Instructions for the task —
Every line with "OAuth" in it must be copied from the data.

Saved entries
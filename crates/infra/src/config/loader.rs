//! Configuration loader
//!
//! Loads the client configuration from environment variables or files.
//!
//! ## Loading Strategy
//! 1. First, attempts to load from environment variables
//! 2. If incomplete, falls back to loading from file
//! 3. Probes multiple paths for config files
//! 4. Supports JSON and TOML formats
//!
//! ## Environment Variables
//! - `PAYRUN_CONSUMER_KEY`: OAuth consumer key (required)
//! - `PAYRUN_CONSUMER_SECRET`: OAuth consumer secret (required)
//! - `PAYRUN_API_ENDPOINT`: Base URL of the API (required)
//! - `PAYRUN_CONTENT_TYPE`: Content type of request payloads
//! - `PAYRUN_ACCEPT`: Accept header value
//! - `PAYRUN_API_VERSION`: Token sent as the `Api-Version` header
//! - `PAYRUN_MAX_ATTEMPTS`: Attempt ceiling for refused connections
//!
//! ## File Locations
//! The loader probes the following paths (in order):
//! 1. `./payrun.toml`, `./payrun.json`, `./config.toml`, `./config.json`
//!    (current working directory)
//! 2. The same names in the parent directory
//! 3. The same names next to the executable
//!
//! The loaded configuration is always passed through
//! [`ClientConfig::validate`].

use std::path::{Path, PathBuf};

use payrun_domain::{ClientConfig, Credentials, EndpointConfig, PayRunError, Result};

/// Config file names, in probe order.
const CONFIG_FILE_NAMES: [&str; 4] = ["payrun.toml", "payrun.json", "config.toml", "config.json"];

/// Load configuration with automatic fallback strategy
///
/// First attempts to load from environment variables. If any required
/// variables are missing, falls back to loading from a config file.
///
/// # Errors
/// Returns `PayRunError::Config` if:
/// - Configuration cannot be loaded from either source
/// - File format is invalid
/// - Required fields are missing or invalid
pub fn load() -> Result<ClientConfig> {
    match load_from_env() {
        Ok(config) => {
            tracing::info!("Configuration loaded from environment variables");
            Ok(config)
        }
        Err(e) => {
            tracing::debug!(error = %e, "Failed to load from environment, trying file");
            load_from_file(None)
        }
    }
}

/// Load configuration from environment variables
///
/// # Environment Variables
/// See module documentation for the complete list.
///
/// # Errors
/// Returns `PayRunError::Config` if required variables are missing
/// or have invalid values.
pub fn load_from_env() -> Result<ClientConfig> {
    let credentials =
        Credentials::new(env_var("PAYRUN_CONSUMER_KEY")?, env_var("PAYRUN_CONSUMER_SECRET")?);

    let mut endpoint = EndpointConfig::new(env_var("PAYRUN_API_ENDPOINT")?);
    if let Some(content_type) = optional_env_var("PAYRUN_CONTENT_TYPE") {
        endpoint.content_type = content_type;
    }
    if let Some(accept) = optional_env_var("PAYRUN_ACCEPT") {
        endpoint.accept = accept;
    }
    endpoint.api_version = optional_env_var("PAYRUN_API_VERSION");

    let mut config = ClientConfig::new(credentials, endpoint);
    if let Some(attempts) = optional_env_var("PAYRUN_MAX_ATTEMPTS") {
        config.retry.max_attempts = attempts
            .parse::<u32>()
            .map_err(|e| PayRunError::Config(format!("Invalid PAYRUN_MAX_ATTEMPTS: {e}")))?;
    }

    config.validate()?;
    Ok(config)
}

/// Load configuration from a file
///
/// If `path` is `None`, probes multiple locations for config files.
/// Supports both JSON and TOML formats (detected by file extension).
///
/// # Errors
/// Returns `PayRunError::Config` if:
/// - File not found (when path is specified)
/// - No config file found (when path is `None`)
/// - File format is invalid
/// - The parsed configuration fails validation
pub fn load_from_file(path: Option<PathBuf>) -> Result<ClientConfig> {
    let config_path = match path {
        Some(p) => {
            if !p.exists() {
                let message = format!("Config file not found: {}", p.display());
                return Err(PayRunError::Config(message));
            }
            p
        }
        None => probe_config_paths().ok_or_else(|| {
            PayRunError::Config("No config file found in any of the standard locations".to_string())
        })?,
    };

    tracing::info!(path = %config_path.display(), "Loading configuration from file");

    let contents = std::fs::read_to_string(&config_path)
        .map_err(|e| PayRunError::Config(format!("Failed to read config file: {e}")))?;

    let config = parse_config(&contents, &config_path)?;
    config.validate()?;
    Ok(config)
}

/// Parse configuration from string content
///
/// Format is detected by file extension (`.json` or `.toml`).
fn parse_config(contents: &str, path: &Path) -> Result<ClientConfig> {
    let extension = path.extension().and_then(|e| e.to_str()).unwrap_or("json");

    match extension {
        "toml" => toml::from_str(contents)
            .map_err(|e| PayRunError::Config(format!("Invalid TOML format: {e}"))),
        "json" => serde_json::from_str(contents)
            .map_err(|e| PayRunError::Config(format!("Invalid JSON format: {e}"))),
        _ => Err(PayRunError::Config(format!("Unsupported config format: {extension}"))),
    }
}

/// Probe multiple paths for configuration files
///
/// # Returns
/// The first config file found, or `None` if no file exists.
pub fn probe_config_paths() -> Option<PathBuf> {
    let mut roots = Vec::new();

    if let Ok(cwd) = std::env::current_dir() {
        roots.push(cwd.clone());
        roots.push(cwd.join(".."));
    }
    if let Ok(exe_path) = std::env::current_exe() {
        if let Some(exe_dir) = exe_path.parent() {
            roots.push(exe_dir.to_path_buf());
        }
    }

    let found = candidates_in(&roots).find(|path| path.exists());
    found
}

fn candidates_in(roots: &[PathBuf]) -> impl Iterator<Item = PathBuf> + '_ {
    roots.iter().flat_map(|root| CONFIG_FILE_NAMES.iter().map(move |name| root.join(name)))
}

/// Get required environment variable
fn env_var(key: &str) -> Result<String> {
    std::env::var(key).map_err(|_| {
        PayRunError::Config(format!("Missing required environment variable: {key}"))
    })
}

/// Optional variable; unset and blank are treated alike.
fn optional_env_var(key: &str) -> Option<String> {
    std::env::var(key)
        .ok()
        .map(|value| value.trim().to_string())
        .filter(|value| !value.is_empty())
}

#[cfg(test)]
mod tests {
    use std::sync::Mutex;

    use once_cell::sync::Lazy;

    use super::*;

    static ENV_LOCK: Lazy<Mutex<()>> = Lazy::new(|| Mutex::new(()));

    const ALL_VARS: [&str; 7] = [
        "PAYRUN_CONSUMER_KEY",
        "PAYRUN_CONSUMER_SECRET",
        "PAYRUN_API_ENDPOINT",
        "PAYRUN_CONTENT_TYPE",
        "PAYRUN_ACCEPT",
        "PAYRUN_API_VERSION",
        "PAYRUN_MAX_ATTEMPTS",
    ];

    fn clear_env() {
        for key in ALL_VARS {
            std::env::remove_var(key);
        }
    }

    #[test]
    fn test_load_from_env_required_vars() {
        let _guard = ENV_LOCK.lock().expect("env mutex poisoned");
        clear_env();

        std::env::set_var("PAYRUN_CONSUMER_KEY", "key");
        std::env::set_var("PAYRUN_CONSUMER_SECRET", "secret");
        std::env::set_var("PAYRUN_API_ENDPOINT", "https://api.test.payrun.io");

        let config = load_from_env().expect("config from env");
        assert_eq!(config.credentials.consumer_key, "key");
        assert_eq!(config.endpoint.base_url, "https://api.test.payrun.io");
        assert_eq!(config.endpoint.content_type, "application/xml");
        assert_eq!(config.endpoint.api_version, None);
        assert_eq!(config.retry.max_attempts, 5);

        clear_env();
    }

    #[test]
    fn test_load_from_env_optional_vars() {
        let _guard = ENV_LOCK.lock().expect("env mutex poisoned");
        clear_env();

        std::env::set_var("PAYRUN_CONSUMER_KEY", "key");
        std::env::set_var("PAYRUN_CONSUMER_SECRET", "secret");
        std::env::set_var("PAYRUN_API_ENDPOINT", "https://api.test.payrun.io");
        std::env::set_var("PAYRUN_CONTENT_TYPE", "application/json");
        std::env::set_var("PAYRUN_ACCEPT", "application/json");
        std::env::set_var("PAYRUN_API_VERSION", "18.19.1.481");
        std::env::set_var("PAYRUN_MAX_ATTEMPTS", "3");

        let config = load_from_env().expect("config from env");
        assert_eq!(config.endpoint.content_type, "application/json");
        assert_eq!(config.endpoint.accept, "application/json");
        assert_eq!(config.endpoint.api_version.as_deref(), Some("18.19.1.481"));
        assert_eq!(config.retry.max_attempts, 3);

        clear_env();
    }

    #[test]
    fn test_load_from_env_missing_var() {
        let _guard = ENV_LOCK.lock().expect("env mutex poisoned");
        clear_env();

        std::env::set_var("PAYRUN_CONSUMER_KEY", "key");

        let err = load_from_env().unwrap_err();
        assert!(matches!(err, PayRunError::Config(_)), "Should be a Config error");

        clear_env();
    }

    #[test]
    fn test_load_from_env_invalid_number() {
        let _guard = ENV_LOCK.lock().expect("env mutex poisoned");
        clear_env();

        std::env::set_var("PAYRUN_CONSUMER_KEY", "key");
        std::env::set_var("PAYRUN_CONSUMER_SECRET", "secret");
        std::env::set_var("PAYRUN_API_ENDPOINT", "https://api.test.payrun.io");
        std::env::set_var("PAYRUN_MAX_ATTEMPTS", "many");

        let err = load_from_env().unwrap_err();
        let PayRunError::Config(message) = err else {
            panic!("expected a Config error, got {err:?}");
        };
        assert!(message.contains("PAYRUN_MAX_ATTEMPTS"));

        clear_env();
    }

    #[test]
    fn test_parse_config_toml() {
        let toml_content = r#"
[credentials]
consumer_key = "key"
consumer_secret = "secret"

[endpoint]
base_url = "https://api.test.payrun.io"
content_type = "application/json"

[retry]
max_attempts = 4
base_delay_ms = 50
max_delay_ms = 800
"#;

        let config = parse_config(toml_content, Path::new("payrun.toml")).expect("valid TOML");
        assert_eq!(config.endpoint.content_type, "application/json");
        assert_eq!(config.endpoint.accept, "application/xml");
        assert_eq!(config.retry.max_attempts, 4);
        assert_eq!(config.retry.max_delay_ms, 800);
    }

    #[test]
    fn test_parse_config_partial_retry_section() {
        let toml_content = r#"
[credentials]
consumer_key = "key"
consumer_secret = "secret"

[endpoint]
base_url = "https://api.test.payrun.io"

[retry]
max_attempts = 3
"#;

        let config = parse_config(toml_content, Path::new("payrun.toml")).expect("valid TOML");
        assert_eq!(config.retry.max_attempts, 3);
        assert_eq!(config.retry.base_delay_ms, 100);
        assert_eq!(config.retry.max_delay_ms, 3_200);
        assert!(config.validate().is_ok());
    }

    #[test]
    fn test_parse_config_json() {
        let json_content = r#"{
            "credentials": { "consumer_key": "key", "consumer_secret": "secret" },
            "endpoint": { "base_url": "http://localhost:8080", "api_version": "18.19.1.481" }
        }"#;

        let config = parse_config(json_content, Path::new("payrun.json")).expect("valid JSON");
        assert_eq!(config.endpoint.api_version.as_deref(), Some("18.19.1.481"));
        assert_eq!(config.retry.max_attempts, 5);
    }

    #[test]
    fn test_parse_config_unsupported_format() {
        let result = parse_config("some content", Path::new("payrun.yaml"));
        assert!(matches!(result, Err(PayRunError::Config(_))));
    }

    #[test]
    fn test_load_from_file_not_found() {
        let result = load_from_file(Some(PathBuf::from("/nonexistent/payrun.toml")));
        assert!(matches!(result, Err(PayRunError::Config(_))));
    }

    #[test]
    fn test_candidates_follow_probe_order() {
        let roots = vec![PathBuf::from("/a"), PathBuf::from("/b")];
        let candidates: Vec<_> = candidates_in(&roots).collect();

        assert_eq!(candidates.len(), 8);
        assert_eq!(candidates[0], PathBuf::from("/a/payrun.toml"));
        assert_eq!(candidates[3], PathBuf::from("/a/config.json"));
        assert_eq!(candidates[4], PathBuf::from("/b/payrun.toml"));
    }
}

Final answer —
//! - `PAYRUN_CONSUMER_KEY`: OAuth consumer key (required)
//! - `PAYRUN_CONSUMER_SECRET`: OAuth consumer secret (required)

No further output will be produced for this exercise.